_What the exercise asks_
Copy out each line of the data that contains "adapter".

_Information_

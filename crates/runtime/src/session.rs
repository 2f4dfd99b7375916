//! # Session Facade
//!
//! [`HeadgearSession`] is the single entry point hosts and mod code talk to.
//! It owns the backend adapter and drives the pipeline, controller,
//! visibility machine and player connector from [`tick`](HeadgearSession::tick).
//!
//! Every operation reports success as a `bool` or `Option`; failures are
//! logged and reflected in [`status`](HeadgearSession::status).

use bevy::prelude::Resource;
use headgear_common::{
    resolve_variant, AttachmentSettings, AudioChannel, Backend, CharacterHandle, HeadgearConfig,
    RuntimeVariant,
};
use std::path::PathBuf;
use std::time::Duration;

use crate::assets::{AssetPipeline, ResourceTable};
use crate::attachment::{AttachmentController, AttachmentState};
use crate::backend::{select_backend, HostBindings};
use crate::connection::PlayerConnector;
use crate::visibility::VisibilityMachine;

#[derive(Resource)]
pub struct HeadgearSession {
    backend: Box<dyn Backend>,
    config: HeadgearConfig,
    resources: ResourceTable,
    pipeline: AssetPipeline,
    controller: AttachmentController,
    visibility: VisibilityMachine,
    connector: PlayerConnector,
    now: Duration,
}

impl HeadgearSession {
    pub fn new(backend: Box<dyn Backend>, config: HeadgearConfig) -> Self {
        Self {
            pipeline: AssetPipeline::new(config.assets.clone()),
            controller: AttachmentController::new(config.attachment.clone(), &config.anchor),
            visibility: VisibilityMachine::new(config.visibility.clone()),
            connector: PlayerConnector::new(config.connection.clone()),
            resources: ResourceTable::embedded(),
            backend,
            config,
            now: Duration::ZERO,
        }
    }

    /// Probe the process environment once and bind the matching backend.
    pub fn for_environment(bindings: HostBindings, config: HeadgearConfig) -> Self {
        Self::for_variant(resolve_variant(), bindings, config)
    }

    pub fn for_variant(
        variant: RuntimeVariant,
        bindings: HostBindings,
        config: HeadgearConfig,
    ) -> Self {
        let backend = select_backend(variant, bindings);
        tracing::info!(
            "Headgear using {} runtime (native API v{})",
            backend.variant(),
            backend.api_version()
        );
        Self::new(backend, config)
    }

    /// Replace the embedded resources. Call before [`initialize`](Self::initialize).
    pub fn with_resources(mut self, resources: ResourceTable) -> Self {
        self.resources = resources;
        self
    }

    /// Extract the payload into `dir`. Call before [`initialize`](Self::initialize).
    pub fn with_temp_dir(mut self, dir: impl Into<PathBuf>) -> Self {
        self.pipeline = AssetPipeline::new(self.config.assets.clone()).with_temp_dir(dir);
        self
    }

    /// Acquire the device template.
    pub fn initialize(&mut self) -> bool {
        self.pipeline.load(self.backend.as_mut(), &self.resources)
    }

    /// Per-frame driver: instance loss, player discovery, visibility.
    pub fn tick(&mut self, now: Duration) {
        self.now = now;

        if !self.controller.verify(self.backend.as_ref()) {
            self.connector.rearm(now);
        }

        if let Some(character) = self.connector.poll(self.backend.as_ref(), now) {
            if self.config.connection.auto_attach {
                self.attach_to_character(Some(character));
            }
        }

        let device = self.controller.instance();
        self.visibility.tick(self.backend.as_mut(), device, now);
    }

    pub fn attach_to_local_player(&mut self) -> bool {
        let character = self.backend.local_character();
        self.attach_to_character(character)
    }

    pub fn attach_to_character(&mut self, character: Option<CharacterHandle>) -> bool {
        let template = self.pipeline.template(self.backend.as_mut());
        if template.is_none() {
            tracing::warn!(
                "Device assets not ready ({}), attach will fail",
                self.pipeline.state().label()
            );
        }

        let attached = self
            .controller
            .attach(self.backend.as_mut(), template, character, self.now);
        if attached {
            let device = self.controller.instance();
            self.visibility.force_update(self.backend.as_mut(), device);
        }
        attached
    }

    pub fn detach(&mut self) -> bool {
        self.controller.detach(self.backend.as_mut())
    }

    pub fn toggle(&mut self) -> bool {
        if self.is_attached() {
            self.detach()
        } else {
            self.attach_to_local_player()
        }
    }

    /// Attached with an instance the engine hasn't destroyed.
    pub fn is_attached(&self) -> bool {
        self.controller
            .instance()
            .is_some_and(|instance| self.backend.is_live(instance.key()))
    }

    pub fn status(&self) -> String {
        let backend = format!("[{} v{}]", self.backend.variant(), self.backend.api_version());
        let assets = self.pipeline.state().label();

        let attachment = match self.controller.state() {
            AttachmentState::Attached {
                anchor, character, ..
            } => {
                let who = self.backend.character_name(*character).unwrap_or_default();
                let at = self.backend.node_name(anchor.point).unwrap_or_default();
                format!(
                    "Attached to '{}' at '{}' via {} (confidence {})",
                    who, at, anchor.strategy, anchor.confidence
                )
            }
            other => other.to_string(),
        };
        format!("{} {} | assets: {}", backend, attachment, assets)
    }

    pub fn force_visibility_update(&mut self) -> bool {
        let device = self.controller.instance();
        self.visibility.force_update(self.backend.as_mut(), device)
    }

    /// Reload the bundle from the embedded payload, re-attaching to the same
    /// character if a device was attached.
    pub fn reload_assets(&mut self) -> bool {
        let reattach = self.controller.character().filter(|_| self.is_attached());
        self.controller.detach(self.backend.as_mut());

        let loaded = self.pipeline.reload(self.backend.as_mut(), &self.resources);
        if loaded {
            if let Some(character) = reattach {
                self.attach_to_character(Some(character));
            }
        }
        loaded
    }

    pub fn camera_debug_info(&self) -> String {
        self.visibility
            .debug_info(self.backend.as_ref(), self.controller.instance())
    }

    pub fn update_materials(&mut self, settings: AttachmentSettings) -> bool {
        self.config.attachment = settings.clone();
        self.controller
            .update_materials(self.backend.as_mut(), settings)
    }

    pub fn channel_volume(&self, channel: AudioChannel) -> Option<f32> {
        let mixer = self.backend.audio_mixer()?;
        self.backend.channel_volume(mixer, channel)
    }

    pub fn set_channel_volume(&mut self, channel: AudioChannel, volume: f32) -> bool {
        match self.backend.audio_mixer() {
            Some(mixer) => self.backend.set_channel_volume(mixer, channel, volume),
            None => {
                tracing::warn!("No audio mixer; cannot set {} volume", channel);
                false
            }
        }
    }

    pub fn stop_music(&mut self) -> bool {
        self.backend.stop_music()
    }

    /// Detach and release assets. Also runs on drop.
    pub fn shutdown(&mut self) {
        self.controller.detach(self.backend.as_mut());
        self.pipeline.unload(self.backend.as_mut());
    }

    pub fn variant(&self) -> RuntimeVariant {
        self.backend.variant()
    }

    pub fn backend(&self) -> &dyn Backend {
        self.backend.as_ref()
    }

    pub fn config(&self) -> &HeadgearConfig {
        &self.config
    }

    pub fn pipeline(&self) -> &AssetPipeline {
        &self.pipeline
    }

    pub fn controller(&self) -> &AttachmentController {
        &self.controller
    }

    pub fn visibility(&self) -> &VisibilityMachine {
        &self.visibility
    }

    pub fn connector(&self) -> &PlayerConnector {
        &self.connector
    }
}

impl Drop for HeadgearSession {
    fn drop(&mut self) {
        self.shutdown();
    }
}
//! # Runtime A: ECS World
//!
//! Everything is an entity in a Bevy [`World`]:
//!
//! - Characters: `Name` + `Transform` + [`PlayerCharacter`], the local one
//!   tagged [`LocalPlayer`]. The skeleton hangs below via `ChildOf`.
//! - Avatar: child entity carrying [`AvatarRig`] with the head bone entity.
//! - Camera: entity with [`PlayerCamera`].
//! - Bundles: entity with [`LoadedBundle`]; assets are materialised on demand
//!   as [`Prefab`] entities, which [`collect_unused_assets`] may despawn at any
//!   time.
//! - Audio: [`MixerChannels`] and [`MusicPlayer`] resources.

use bevy::camera::visibility::RenderLayers;
use bevy::prelude::*;
use headgear_common::{BundleFile, BundleFormatError, ObjectCategory, PrefabNode};
use parking_lot::Mutex;
use std::collections::HashMap;
use std::path::{Path, PathBuf};
use std::sync::Arc;
use thiserror::Error;

use crate::CharacterBlueprint;

/// World shared between the game and the adapter.
pub type SharedWorld = Arc<Mutex<World>>;

pub fn share(world: World) -> SharedWorld {
    Arc::new(Mutex::new(world))
}

#[derive(Error, Debug)]
pub enum EcsError {
    #[error("Entity {0:?} does not exist")]
    NoSuchEntity(Entity),

    #[error("Entity {0:?} is not a loaded bundle")]
    NotABundle(Entity),

    #[error("Entity {0:?} is not a prefab")]
    NotAPrefab(Entity),

    #[error("Asset '{name}' not found in bundle '{bundle}'")]
    AssetNotFound { bundle: String, name: String },

    #[error("Bundle read failed: {0}")]
    Io(#[from] std::io::Error),

    #[error(transparent)]
    Format(#[from] BundleFormatError),
}

// ============================================================================
// Components & Resources
// ============================================================================

#[derive(Component, Debug, Clone)]
pub struct PlayerCharacter {
    pub display_name: String,
}

/// The character this client controls.
#[derive(Component, Debug, Default)]
pub struct LocalPlayer;

#[derive(Component, Debug, Clone, Default)]
pub struct AvatarRig {
    pub head_bone: Option<Entity>,
}

/// Native camera view kinds.
#[derive(Debug, Clone, Copy, Default, PartialEq, Eq)]
pub enum ViewKind {
    #[default]
    OnFoot,
    Driving,
    Boarding,
    Freecam,
    AvatarPreview,
}

#[derive(Component, Debug, Clone, Default)]
pub struct PlayerCamera {
    pub view: ViewKind,
    pub freecam: bool,
    pub avatar_preview: bool,
}

/// Renderer material slots.
#[derive(Component, Debug, Clone, Default, PartialEq)]
pub struct MaterialSlots(pub Vec<String>);

/// Root entities with this marker survive [`unload_scene`].
#[derive(Component, Debug, Default)]
pub struct PersistAcrossScenes;

#[derive(Component, Debug)]
pub struct LoadedBundle {
    pub file: BundleFile,
    pub source: PathBuf,
    /// Asset name -> materialised prefab entity (may be stale)
    pub loaded: HashMap<String, Entity>,
}

/// Asset object materialised from a bundle.
#[derive(Component, Debug, Clone, Copy)]
pub struct Prefab {
    pub bundle: Entity,
    pub category: ObjectCategory,
}

/// Linear channel volumes keyed by the game's channel names.
#[derive(Resource, Debug, Clone)]
pub struct MixerChannels {
    volumes: HashMap<String, f32>,
}

impl Default for MixerChannels {
    fn default() -> Self {
        let volumes = ["master", "music", "sfx", "ambience", "interface"]
            .iter()
            .map(|name| (name.to_string(), 1.0))
            .collect();
        Self { volumes }
    }
}

impl MixerChannels {
    pub fn volume(&self, channel: &str) -> Option<f32> {
        self.volumes.get(channel).copied()
    }

    /// Only existing channels can be set.
    pub fn set_volume(&mut self, channel: &str, volume: f32) -> bool {
        match self.volumes.get_mut(channel) {
            Some(slot) => {
                *slot = volume.clamp(0.0, 1.0);
                true
            }
            None => false,
        }
    }
}

#[derive(Resource, Debug, Clone, Default)]
pub struct MusicPlayer {
    pub now_playing: Option<String>,
}

impl MusicPlayer {
    /// Returns whether anything was playing.
    pub fn stop(&mut self) -> bool {
        self.now_playing.take().is_some()
    }
}

// ============================================================================
// Scene Building
// ============================================================================

/// Spawn a node tree; returns the root entity.
pub fn spawn_tree(world: &mut World, node: &PrefabNode, parent: Option<Entity>) -> Entity {
    let mut entity = world.spawn((Name::new(node.name.clone()), node.transform()));
    if !node.materials.is_empty() {
        entity.insert(MaterialSlots(node.materials.clone()));
    }
    if let Some(parent) = parent {
        entity.insert(ChildOf(parent));
    }
    let id = entity.id();

    for child in &node.children {
        spawn_tree(world, child, Some(id));
    }
    id
}

/// Direct children of an entity, in order.
pub fn children_of(world: &World, entity: Entity) -> Vec<Entity> {
    world
        .get::<Children>(entity)
        .map(|children| children.to_vec())
        .unwrap_or_default()
}

/// Depth-first search below `root` (inclusive) for an exact name.
pub fn find_by_name(world: &World, root: Entity, name: &str) -> Option<Entity> {
    if world.get::<Name>(root).is_some_and(|n| n.as_str() == name) {
        return Some(root);
    }
    children_of(world, root)
        .into_iter()
        .find_map(|child| find_by_name(world, child, name))
}

/// Spawn the local player's character.
pub fn spawn_local_character(world: &mut World, blueprint: &CharacterBlueprint) -> Entity {
    let root = world
        .spawn((
            Name::new(blueprint.name.clone()),
            Transform::default(),
            PlayerCharacter {
                display_name: blueprint.name.clone(),
            },
            LocalPlayer,
        ))
        .id();
    if blueprint.persistent {
        world.entity_mut(root).insert(PersistAcrossScenes);
    }

    let skeleton = spawn_tree(world, &blueprint.skeleton, Some(root));

    if blueprint.has_avatar {
        let head_bone = blueprint
            .head_bone
            .as_deref()
            .and_then(|name| find_by_name(world, skeleton, name));
        world.spawn((
            Name::new("Avatar"),
            Transform::default(),
            AvatarRig { head_bone },
            ChildOf(root),
        ));
    }

    root
}

pub fn spawn_camera(world: &mut World, camera: PlayerCamera) -> Entity {
    world.spawn((Name::new("PlayerCamera"), Transform::default(), camera)).id()
}

// ============================================================================
// Bundles
// ============================================================================

/// Read and decode a bundle file into a bundle entity.
pub fn load_bundle_file(world: &mut World, path: &Path) -> Result<Entity, EcsError> {
    let bytes = std::fs::read(path)?;
    let file = BundleFile::decode(&bytes)?;
    let name = Name::new(format!("Bundle:{}", file.name));

    Ok(world
        .spawn((
            name,
            LoadedBundle {
                file,
                source: path.to_path_buf(),
                loaded: HashMap::new(),
            },
        ))
        .id())
}

/// Materialise (or return the live copy of) a named asset.
pub fn load_asset(world: &mut World, bundle: Entity, name: &str) -> Result<Entity, EcsError> {
    let (object, existing) = {
        let loaded = world
            .get::<LoadedBundle>(bundle)
            .ok_or(EcsError::NotABundle(bundle))?;
        let object = loaded
            .file
            .object(name)
            .cloned()
            .ok_or_else(|| EcsError::AssetNotFound {
                bundle: loaded.file.name.clone(),
                name: name.to_string(),
            })?;
        (object, loaded.loaded.get(name).copied())
    };

    if let Some(entity) = existing {
        if world.get_entity(entity).is_ok() {
            return Ok(entity);
        }
    }

    let entity = match &object.root {
        Some(root) => spawn_tree(world, root, None),
        None => world
            .spawn((Name::new(object.name.clone()), Transform::default()))
            .id(),
    };
    world.entity_mut(entity).insert(Prefab {
        bundle,
        category: object.category,
    });

    if let Some(mut loaded) = world.get_mut::<LoadedBundle>(bundle) {
        loaded.loaded.insert(name.to_string(), entity);
    }
    Ok(entity)
}

pub fn asset_names(world: &World, bundle: Entity) -> Result<Vec<String>, EcsError> {
    world
        .get::<LoadedBundle>(bundle)
        .map(|loaded| loaded.file.names())
        .ok_or(EcsError::NotABundle(bundle))
}

pub fn load_all_assets(
    world: &mut World,
    bundle: Entity,
    category: ObjectCategory,
) -> Result<Vec<Entity>, EcsError> {
    let names: Vec<String> = world
        .get::<LoadedBundle>(bundle)
        .ok_or(EcsError::NotABundle(bundle))?
        .file
        .objects_of(category)
        .map(|o| o.name.clone())
        .collect();

    names
        .iter()
        .map(|name| load_asset(world, bundle, name))
        .collect()
}

pub fn unload_bundle(
    world: &mut World,
    bundle: Entity,
    unload_objects: bool,
) -> Result<(), EcsError> {
    let entity = bundle_entity(world, bundle)?;
    let loaded = world
        .entity_mut(entity)
        .take::<LoadedBundle>()
        .ok_or(EcsError::NotABundle(bundle))?;

    if unload_objects {
        for entity in loaded.loaded.values() {
            if world.get_entity(*entity).is_ok() {
                world.despawn(*entity);
            }
        }
    }
    world.despawn(bundle);
    Ok(())
}

fn bundle_entity(world: &World, bundle: Entity) -> Result<Entity, EcsError> {
    match world.get_entity(bundle) {
        Ok(_) if world.get::<LoadedBundle>(bundle).is_some() => Ok(bundle),
        Ok(_) => Err(EcsError::NotABundle(bundle)),
        Err(_) => Err(EcsError::NoSuchEntity(bundle)),
    }
}

/// Deep-copy a prefab into the live scene, unparented.
pub fn instantiate(world: &mut World, prefab: Entity) -> Result<Entity, EcsError> {
    if world.get_entity(prefab).is_err() {
        return Err(EcsError::NoSuchEntity(prefab));
    }
    if world.get::<Prefab>(prefab).is_none() {
        return Err(EcsError::NotAPrefab(prefab));
    }
    Ok(clone_tree(world, prefab, None))
}

fn clone_tree(world: &mut World, source: Entity, parent: Option<Entity>) -> Entity {
    let name = world
        .get::<Name>(source)
        .cloned()
        .unwrap_or_else(|| Name::new("Node"));
    let transform = world.get::<Transform>(source).copied().unwrap_or_default();
    let materials = world.get::<MaterialSlots>(source).cloned();
    let layers = world.get::<RenderLayers>(source).cloned();
    let children = children_of(world, source);

    let mut entity = world.spawn((name, transform));
    if let Some(materials) = materials {
        entity.insert(materials);
    }
    if let Some(layers) = layers {
        entity.insert(layers);
    }
    if let Some(parent) = parent {
        entity.insert(ChildOf(parent));
    }
    let id = entity.id();

    for child in children {
        clone_tree(world, child, Some(id));
    }
    id
}

// ============================================================================
// Engine Housekeeping
// ============================================================================

/// Despawn every scene root not marked persistent. Bundles and assets stay.
pub fn unload_scene(world: &mut World) -> usize {
    let mut roots = world.query_filtered::<Entity, (
        Without<ChildOf>,
        Without<PersistAcrossScenes>,
        Without<LoadedBundle>,
        Without<Prefab>,
    )>();
    let doomed: Vec<Entity> = roots.iter(world).collect();

    for entity in &doomed {
        world.despawn(*entity);
    }
    tracing::debug!("Scene unload despawned {} roots", doomed.len());
    doomed.len()
}

/// Despawn every materialised asset object, as the engine's unused-asset
/// sweep does. Bundle containers survive.
pub fn collect_unused_assets(world: &mut World) -> usize {
    let mut prefabs = world.query_filtered::<Entity, With<Prefab>>();
    let doomed: Vec<Entity> = prefabs.iter(world).collect();

    for entity in &doomed {
        if world.get_entity(*entity).is_ok() {
            world.despawn(*entity);
        }
    }
    doomed.len()
}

_Final answer_
//! It owns the backend adapter and drives the pipeline, controller,
/// World shared between the game and the adapter.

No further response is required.